Das anhaltende Niedrigwasser am Rhein belastet die Unternehmen in Rheinhessen zunehmend. Das geht aus einer aktuellen Umfrage der Industrie- und Handelskammern (IHKs) entlang des Rheins hervor, die die IHK für Rheinhessen am Freitag veröffentlichte. Demnach sind 72 Prozent der befragten Unternehmen von den niedrigen Pegelständen betroffen.
Die Folgen sind höhere Kosten, eine umgestellte Logistik und Einschränkungen in der Produktion. Laut der Umfrage melden 78 Prozent der betroffenen Unternehmen höhere Kosten, 72 Prozent stellen ihre Logistik um. Fast jedes dritte Unternehmen schränkt bereits die Produktion ein, sechs Prozent haben Prozesse sogar gestoppt. Für 13 Prozent ist die Existenz ihres Standortes gefährdet.
Besonders stark steigen die Logistikkosten: Bei gut der Hälfte der Unternehmen um mindestens 25 Prozent, bei einem Drittel sogar um 50 Prozent oder mehr. Anfällig sind vor allem rohstoff- und transportintensive Branchen wie Chemie, Mineralöl, Maschinenbau und Stahl. Aber auch Tourismus, Gastronomie und Handel spüren die Folgen, wenn Hotel- und Ausflugsschiffe nur eingeschränkt fahren.

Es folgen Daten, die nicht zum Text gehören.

// Copyright (C) 2021 Andreas Doerr
// SPDX-License-Identifier: Apache-2.0

// Licensed under the Apache License, Version 2.0 (the "License");
// you may not use this file except in compliance with the License.
// You may obtain a copy of the License at
//
// 	http://www.apache.org/licenses/LICENSE-2.0
//
// Unless required by applicable law or agreed to in writing, software
// distributed under the License is distributed on an "AS IS" BASIS,
// WITHOUT WARRANTIES OR CONDITIONS OF ANY KIND, either express or implied.
// See the License for the specific language governing permissions and
// limitations under the License.

//! Difficulty-weighted sampling proofs
//!
//! A sampling proof convinces a verifier that the MMR behind a root hash
//! carries its claimed total difficulty. The prover reveals a pseudorandom,
//! difficulty-weighted set of leaves together with the sibling witnesses
//! needed to rebuild the root. All pseudorandomness is derived from the
//! root hash itself, so the challenge is public and non-interactive.

use core::slice;

use codec::{Decode, Encode};
use num_bigint::BigUint;

use crate::{
    hash::{challenge_hash, Hash},
    sampling::{cdf, delta, hash_to_f64, query_count, scale_difficulty},
    utils::{left_leaf_number, node_from_leaf},
    Error, Mmr, Node, Result, Store,
};

#[cfg(test)]
#[path = "sample_proof_tests.rs"]
mod tests;

/// Anchor positions sit at this leaf interval.
const ANCHOR_INTERVAL: u64 = 30_000;

/// At most this many anchor positions are returned.
const MAX_ANCHORS: u64 = 10;

/// One element of a sampling proof.
///
/// The element sequence is the pre-order traversal of the subtree induced
/// by the sampled leaves, with the `Root` sentinel appended last.
#[derive(Clone, Debug, PartialEq, Eq)]
pub enum ProofElem {
    /// Terminal sentinel carrying the claimed root.
    Root {
        hash: Hash,
        difficulty: BigUint,
        leaf_count: u64,
    },
    /// Sibling witness for a subtree without sampled leaves.
    Node {
        hash: Hash,
        difficulty: BigUint,
        right: bool,
    },
    /// A disclosed sampled leaf.
    Child {
        hash: Hash,
        difficulty: BigUint,
        position: u64,
    },
}

/// A complete sampling proof, the wire boundary to the verifier.
#[derive(Clone, Debug, PartialEq, Eq)]
pub struct ProofInfo {
    pub root_hash: Hash,
    pub root_difficulty: BigUint,
    pub leaf_count: u64,
    pub elems: Vec<ProofElem>,
}

/// A sampled leaf number paired with the weight that selected it.
#[derive(Clone, Debug, PartialEq)]
pub struct ProofBlock {
    pub number: u64,
    pub aggregated_weight: f64,
}

fn encode_difficulty<T: codec::Output + ?Sized>(difficulty: &BigUint, dest: &mut T) {
    difficulty.to_bytes_be().encode_to(dest);
}

fn decode_difficulty<I: codec::Input>(input: &mut I) -> core::result::Result<BigUint, codec::Error> {
    let bytes = Vec::<u8>::decode(input)?;
    Ok(BigUint::from_bytes_be(&bytes))
}

impl Encode for ProofElem {
    fn encode_to<T: codec::Output + ?Sized>(&self, dest: &mut T) {
        match self {
            ProofElem::Root {
                hash,
                difficulty,
                leaf_count,
            } => {
                dest.push_byte(0);
                hash.encode_to(dest);
                encode_difficulty(difficulty, dest);
                leaf_count.encode_to(dest);
            }
            ProofElem::Node {
                hash,
                difficulty,
                right,
            } => {
                dest.push_byte(1);
                hash.encode_to(dest);
                encode_difficulty(difficulty, dest);
                right.encode_to(dest);
            }
            ProofElem::Child {
                hash,
                difficulty,
                position,
            } => {
                dest.push_byte(2);
                hash.encode_to(dest);
                encode_difficulty(difficulty, dest);
                position.encode_to(dest);
            }
        }
    }
}

impl Decode for ProofElem {
    fn decode<I: codec::Input>(input: &mut I) -> core::result::Result<Self, codec::Error> {
        match input.read_byte()? {
            0 => Ok(ProofElem::Root {
                hash: Hash::decode(input)?,
                difficulty: decode_difficulty(input)?,
                leaf_count: u64::decode(input)?,
            }),
            1 => Ok(ProofElem::Node {
                hash: Hash::decode(input)?,
                difficulty: decode_difficulty(input)?,
                right: bool::decode(input)?,
            }),
            2 => Ok(ProofElem::Child {
                hash: Hash::decode(input)?,
                difficulty: decode_difficulty(input)?,
                position: u64::decode(input)?,
            }),
            _ => Err("unexpected proof element discriminator".into()),
        }
    }
}

impl Encode for ProofInfo {
    fn encode_to<T: codec::Output + ?Sized>(&self, dest: &mut T) {
        self.root_hash.encode_to(dest);
        encode_difficulty(&self.root_difficulty, dest);
        self.leaf_count.encode_to(dest);
        self.elems.encode_to(dest);
    }
}

impl Decode for ProofInfo {
    fn decode<I: codec::Input>(input: &mut I) -> core::result::Result<Self, codec::Error> {
        Ok(ProofInfo {
            root_hash: Hash::decode(input)?,
            root_difficulty: decode_difficulty(input)?,
            leaf_count: u64::decode(input)?,
            elems: Vec::<ProofElem>::decode(input)?,
        })
    }
}

impl<S> Mmr<S>
where
    S: Store,
{
    /// Create a sampling proof for a claimed additional difficulty beyond
    /// the MMR's total.
    ///
    /// Return the proof, the sampled leaf numbers and the anchor positions.
    /// The sampled leaf numbers are sorted ascending and may contain
    /// duplicates when two samples land in the same leaf. Anchors are
    /// returned for fast-sync callers and are not part of the proof body.
    pub fn create_new_proof(
        &self,
        added_difficulty: &BigUint,
    ) -> Result<(ProofInfo, Vec<u64>, Vec<u64>)> {
        if self.leaf_count() < 2 {
            return Err(Error::NotEnoughLeaves(self.leaf_count()));
        }

        let root_hash = self.root()?;
        let root_difficulty = self.root_difficulty()?;
        let total = &root_difficulty + added_difficulty;

        let m = query_count(added_difficulty, &total, self.leaf_count())?;
        let delta = delta(added_difficulty, &root_difficulty)?;

        let mut weights: Vec<f64> = (0..m)
            .map(|i| cdf(hash_to_f64(&challenge_hash(&root_hash, i)), delta))
            .collect();
        weights.sort_by(|a, b| a.total_cmp(b));

        let mut blocks = Vec::with_capacity(weights.len());
        for w in &weights {
            blocks.push(self.leaf_by_weight(*w)?);
        }
        blocks.sort_unstable();

        let anchors = anchor_blocks(self.leaf_count());

        let mut elems = Vec::new();
        self.proof_elems(0, self.leaf_count(), &blocks, &mut elems)?;
        elems.push(ProofElem::Root {
            hash: root_hash,
            difficulty: root_difficulty.clone(),
            leaf_count: self.leaf_count(),
        });

        let info = ProofInfo {
            root_hash,
            root_difficulty,
            leaf_count: self.leaf_count(),
            elems,
        };

        Ok((info, blocks, anchors))
    }

    /// Emit the pre-order proof elements covering the sampled leaf numbers
    /// in `blocks`, for the leaf range `[start, start + leaves)`.
    ///
    /// `blocks` must be sorted and non-empty. A side of the split without
    /// sampled leaves contributes a single witness node; duplicates in
    /// `blocks` collapse into one disclosed leaf.
    fn proof_elems(
        &self,
        start: u64,
        leaves: u64,
        blocks: &[u64],
        elems: &mut Vec<ProofElem>,
    ) -> Result<()> {
        if leaves == 1 {
            let node = self.node_at(node_from_leaf(start))?;
            elems.push(ProofElem::Child {
                hash: node.hash(),
                difficulty: node.difficulty().clone(),
                position: node.position(),
            });
            return Ok(());
        }

        let boundary = start + left_leaf_number(leaves);
        let split = blocks.partition_point(|&b| b < boundary);
        let (left, right) = blocks.split_at(split);

        if left.is_empty() {
            let witness = self.subtree_root(start, boundary - start)?;
            elems.push(ProofElem::Node {
                hash: witness.hash(),
                difficulty: witness.difficulty().clone(),
                right: false,
            });
        } else {
            self.proof_elems(start, boundary - start, left, elems)?;
        }

        if right.is_empty() {
            let witness = self.subtree_root(boundary, start + leaves - boundary)?;
            elems.push(ProofElem::Node {
                hash: witness.hash(),
                difficulty: witness.difficulty().clone(),
                right: true,
            });
        } else {
            self.proof_elems(boundary, start + leaves - boundary, right, elems)?;
        }

        Ok(())
    }
}

/// Up to ten anchor positions, one per 30000-leaf interval, counting down
/// from the latest interval boundary.
fn anchor_blocks(leaf_count: u64) -> Vec<u64> {
    let base = ((leaf_count - 1) / ANCHOR_INTERVAL) * ANCHOR_INTERVAL;

    let mut anchors = Vec::new();
    for k in 0..MAX_ANCHORS {
        let offset = k * ANCHOR_INTERVAL;
        if base <= offset + ANCHOR_INTERVAL {
            break;
        }
        anchors.push(base - offset);
    }

    anchors
}

/// Reconstruct the challenge for a received batch of sampled positions.
///
/// Recompute the query count and the sorted weights from the root hash and
/// pair them with the sorted positions. An [`Error::SampleCount`] is
/// returned if the number of positions disagrees with the recomputed query
/// count.
pub fn verify_required_blocks(
    positions: &[u64],
    root_hash: &Hash,
    root_difficulty: &BigUint,
    added_difficulty: &BigUint,
    leaf_count: u64,
) -> Result<Vec<ProofBlock>> {
    let total = root_difficulty + added_difficulty;
    let m = query_count(added_difficulty, &total, leaf_count)?;

    if positions.len() as u64 != m {
        return Err(Error::SampleCount {
            want: m,
            got: positions.len() as u64,
        });
    }

    let delta = delta(added_difficulty, root_difficulty)?;

    let mut weights: Vec<f64> = (0..m)
        .map(|i| cdf(hash_to_f64(&challenge_hash(root_hash, i)), delta))
        .collect();
    weights.sort_by(|a, b| a.total_cmp(b));

    let mut positions = positions.to_vec();
    positions.sort_unstable();

    Ok(positions
        .into_iter()
        .zip(weights)
        .map(|(number, aggregated_weight)| ProofBlock {
            number,
            aggregated_weight,
        })
        .collect())
}

/// Verify a sampling proof against the challenge blocks reconstructed by
/// [`verify_required_blocks`].
///
/// The proof elements are replayed along the same traversal the prover
/// used. Every disclosed leaf must sit inside the difficulty interval
/// spanned by everything to its left, and the rebuilt root must match the
/// claimed hash and difficulty. Any shape or consistency violation rejects
/// the proof.
pub fn verify_proof(proof: &ProofInfo, proof_blocks: &[ProofBlock]) -> bool {
    if proof.leaf_count == 0 || proof_blocks.is_empty() {
        return false;
    }

    let (last, body) = match proof.elems.split_last() {
        Some(x) => x,
        None => return false,
    };
    if !matches!(last, ProofElem::Root { .. }) {
        return false;
    }

    let mut blocks = proof_blocks.to_vec();
    blocks.sort_by(|a, b| a.number.cmp(&b.number));

    let mut elems = body.iter();
    let mut agg = BigUint::default();

    let root = match rebuild(
        &mut elems,
        &blocks,
        0,
        proof.leaf_count,
        &mut agg,
        &proof.root_difficulty,
    ) {
        Some(n) => n,
        None => return false,
    };

    elems.next().is_none()
        && root.hash() == proof.root_hash
        && root.difficulty() == &proof.root_difficulty
}

/// Consume a witness element for a subtree without sampled leaves.
fn take_witness(
    elems: &mut slice::Iter<'_, ProofElem>,
    right: bool,
    agg: &mut BigUint,
) -> Option<Node> {
    match elems.next()? {
        ProofElem::Node {
            hash,
            difficulty,
            right: flag,
        } if *flag == right => {
            *agg += difficulty;
            Some(Node::leaf(*hash, difficulty.clone()))
        }
        _ => None,
    }
}

/// Rebuild the subtree root over `[start, start + leaves)` from the proof
/// elements, mirroring the prover's traversal.
///
/// `agg` accumulates the difficulty of everything left of the subtree
/// being rebuilt, which is the lower end of the weight-consistency
/// interval for each disclosed leaf. `None` rejects the proof.
fn rebuild(
    elems: &mut slice::Iter<'_, ProofElem>,
    blocks: &[ProofBlock],
    start: u64,
    leaves: u64,
    agg: &mut BigUint,
    root_difficulty: &BigUint,
) -> Option<Node> {
    if leaves == 1 {
        let (hash, difficulty) = match elems.next()? {
            ProofElem::Child {
                hash, difficulty, ..
            } => (hash, difficulty),
            _ => return None,
        };

        let upper = &*agg + difficulty;
        for block in blocks {
            if block.number != start {
                return None;
            }
            let scaled = scale_difficulty(root_difficulty, block.aggregated_weight).ok()?;
            if scaled < *agg || scaled >= upper {
                return None;
            }
        }

        *agg = upper;
        return Some(Node::leaf(*hash, difficulty.clone()));
    }

    let boundary = start + left_leaf_number(leaves);
    let split = blocks.partition_point(|b| b.number < boundary);
    let (left_blocks, right_blocks) = blocks.split_at(split);

    let left = if left_blocks.is_empty() {
        take_witness(elems, false, agg)?
    } else {
        rebuild(elems, left_blocks, start, boundary - start, agg, root_difficulty)?
    };

    let right = if right_blocks.is_empty() {
        take_witness(elems, true, agg)?
    } else {
        rebuild(
            elems,
            right_blocks,
            boundary,
            start + leaves - boundary,
            agg,
            root_difficulty,
        )?
    };

    // perfect ranges merge like tree nodes, forest ranges bag right-first
    if leaves.is_power_of_two() {
        Some(Node::merge(&left, &right))
    } else {
        Some(Node::merge(&right, &left))
    }
}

IHK fordert mehr Tempo bei Rhein-Infrastruktur
Die IHK für Rheinhessen fordert daher neben kurzfristigen Entlastungen vor allem mehr Tempo bei Planung, Genehmigung und Finanzierung der Rhein-Infrastruktur. Die vom Bundesverkehrsministerium angekündigten Sofortmaßnahmen seien zwar ein richtiger Schritt, reichten aber nicht aus, betont IHK-Hauptgeschäftsführerin Karina Szwede. „Zusätzliche Schienenkapazitäten, pragmatische Regelungen für besonders betroffene Güter und schnellere Genehmigungen können akute Engpässe abfedern“, so Szwede. „Wenn Schiffe dauerhaft weniger laden können, geraten aber Lieferketten, Kosten und Produktion unter Druck. Deshalb muss der Rhein so ertüchtigt werden, dass er auch in Niedrigwasserphasen verlässlicher bleibt.“
Konkret müsse die Optimierung der Fahrrinne im Mittelrheintal jetzt Priorität bekommen. Zudem fordert die IHK höhere Bundesinvestitionen in die Wasserstraßen. Schätzungen gehen von einem zusätzlichen Bedarf von rund 500 Millionen Euro aus. Ein Ausweichen auf Straße und Schiene ist für viele Unternehmen nur begrenzt möglich, da die Gütermengen zu groß und die Ersatzkapazitäten begrenzt sind.
Langfristige Folgen für den Standort
Die Folgen des Niedrigwassers reichen über die aktuelle Lage hinaus: Rund ein Drittel der befragten Unternehmen will künftig weniger Güter per Schiff transportieren lassen, rund ein Viertel plant Anpassungen bei der Lagerhaltung.
„Wenn Unternehmen ihre Logistik dauerhaft umstellen müssen, schwächt das den Standort – wirtschaftlich, ökologisch und im internationalen Wettbewerb“, sagt Karina Szwede.